→ WHAT THE TASK REQUIRES:
Give back exactly the line containing "impl<S, N> FormatEvent<S, N> for ConsoleFormatter" together with all the lines after it, ending at the final line below.

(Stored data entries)
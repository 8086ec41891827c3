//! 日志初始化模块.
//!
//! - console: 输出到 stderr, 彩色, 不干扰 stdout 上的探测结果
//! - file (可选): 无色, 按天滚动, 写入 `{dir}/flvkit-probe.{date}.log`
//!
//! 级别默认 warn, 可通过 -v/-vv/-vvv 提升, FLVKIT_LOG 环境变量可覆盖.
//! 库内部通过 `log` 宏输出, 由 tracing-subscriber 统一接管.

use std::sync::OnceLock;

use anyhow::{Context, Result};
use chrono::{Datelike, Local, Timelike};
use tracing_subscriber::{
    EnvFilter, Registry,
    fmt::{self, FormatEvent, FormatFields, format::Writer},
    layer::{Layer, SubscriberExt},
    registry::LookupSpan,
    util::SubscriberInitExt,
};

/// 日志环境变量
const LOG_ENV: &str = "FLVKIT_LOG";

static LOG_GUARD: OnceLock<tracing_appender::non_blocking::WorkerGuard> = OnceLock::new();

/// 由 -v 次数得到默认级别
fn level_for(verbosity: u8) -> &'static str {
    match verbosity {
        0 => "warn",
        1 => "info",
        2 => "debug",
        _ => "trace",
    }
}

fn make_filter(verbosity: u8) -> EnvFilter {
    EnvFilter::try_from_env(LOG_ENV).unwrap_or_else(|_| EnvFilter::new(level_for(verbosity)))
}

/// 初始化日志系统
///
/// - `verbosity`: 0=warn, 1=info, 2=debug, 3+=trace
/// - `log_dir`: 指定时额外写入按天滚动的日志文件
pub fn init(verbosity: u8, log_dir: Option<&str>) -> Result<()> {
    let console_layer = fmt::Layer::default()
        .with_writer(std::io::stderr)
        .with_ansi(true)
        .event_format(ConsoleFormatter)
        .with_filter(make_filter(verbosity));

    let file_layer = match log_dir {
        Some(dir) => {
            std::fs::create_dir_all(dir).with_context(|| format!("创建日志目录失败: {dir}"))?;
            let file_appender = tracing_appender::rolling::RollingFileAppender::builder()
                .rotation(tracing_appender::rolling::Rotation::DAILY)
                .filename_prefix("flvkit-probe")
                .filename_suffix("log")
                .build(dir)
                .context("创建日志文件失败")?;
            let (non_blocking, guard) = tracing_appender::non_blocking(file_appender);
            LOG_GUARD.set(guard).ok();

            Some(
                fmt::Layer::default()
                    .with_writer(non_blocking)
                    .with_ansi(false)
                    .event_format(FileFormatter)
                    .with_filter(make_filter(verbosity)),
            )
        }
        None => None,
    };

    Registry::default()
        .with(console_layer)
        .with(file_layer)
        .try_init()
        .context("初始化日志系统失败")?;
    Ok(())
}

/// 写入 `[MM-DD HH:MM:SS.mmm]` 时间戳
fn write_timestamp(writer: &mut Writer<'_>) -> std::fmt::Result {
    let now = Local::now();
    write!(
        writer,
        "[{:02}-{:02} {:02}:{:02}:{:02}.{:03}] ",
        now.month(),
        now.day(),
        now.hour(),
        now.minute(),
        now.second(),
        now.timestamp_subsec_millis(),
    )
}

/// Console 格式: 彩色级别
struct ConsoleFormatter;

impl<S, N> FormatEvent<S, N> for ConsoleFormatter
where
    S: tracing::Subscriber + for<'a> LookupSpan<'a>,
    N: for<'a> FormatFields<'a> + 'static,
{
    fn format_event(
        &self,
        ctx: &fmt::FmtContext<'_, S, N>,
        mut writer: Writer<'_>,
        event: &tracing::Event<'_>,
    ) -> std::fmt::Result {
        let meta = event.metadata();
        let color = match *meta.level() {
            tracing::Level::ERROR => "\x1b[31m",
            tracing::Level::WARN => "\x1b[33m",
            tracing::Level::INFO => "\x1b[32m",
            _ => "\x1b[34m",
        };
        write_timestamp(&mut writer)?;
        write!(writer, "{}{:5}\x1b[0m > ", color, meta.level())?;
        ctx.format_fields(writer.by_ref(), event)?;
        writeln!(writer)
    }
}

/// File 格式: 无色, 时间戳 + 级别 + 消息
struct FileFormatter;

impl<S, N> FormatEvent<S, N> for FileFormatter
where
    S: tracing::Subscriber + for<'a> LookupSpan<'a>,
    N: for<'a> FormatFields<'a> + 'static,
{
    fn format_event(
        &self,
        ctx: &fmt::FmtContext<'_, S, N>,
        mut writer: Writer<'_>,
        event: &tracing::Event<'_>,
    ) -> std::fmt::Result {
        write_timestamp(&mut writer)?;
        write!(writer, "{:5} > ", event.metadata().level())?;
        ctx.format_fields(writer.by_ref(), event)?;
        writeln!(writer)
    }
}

→ TASK OUTPUT:
impl<S, N> FormatEvent<S, N> for ConsoleFormatter
where
    S: tracing::Subscriber + for<'a> LookupSpan<'a>,
    N: for<'a> FormatFields<'a> + 'static,
{
    fn format_event(
        &self,
        ctx: &fmt::FmtContext<'_, S, N>,
        mut writer: Writer<'_>,
        event: &tracing::Event<'_>,
    ) -> std::fmt::Result {
        let meta = event.metadata();
        let color = match *meta.level() {
            tracing::Level::ERROR => "\x1b[31m",
            tracing::Level::WARN => "\x1b[33m",
            tracing::Level::INFO => "\x1b[32m",
            _ => "\x1b[34m",
        };
        write_timestamp(&mut writer)?;
        write!(writer, "{}{:5}\x1b[0m > ", color, meta.level())?;
        ctx.format_fields(writer.by_ref(), event)?;
        writeln!(writer)
    }
}

/// File 格式: 无色, 时间戳 + 级别 + 消息
struct FileFormatter;

impl<S, N> FormatEvent<S, N> for FileFormatter
where
    S: tracing::Subscriber + for<'a> LookupSpan<'a>,
    N: for<'a> FormatFields<'a> + 'static,
{
    fn format_event(
        &self,
        ctx: &fmt::FmtContext<'_, S, N>,
        mut writer: Writer<'_>,
        event: &tracing::Event<'_>,
    ) -> std::fmt::Result {
        write_timestamp(&mut writer)?;
        write!(writer, "{:5} > ", event.metadata().level())?;
        ctx.format_fields(writer.by_ref(), event)?;
        writeln!(writer)
    }
}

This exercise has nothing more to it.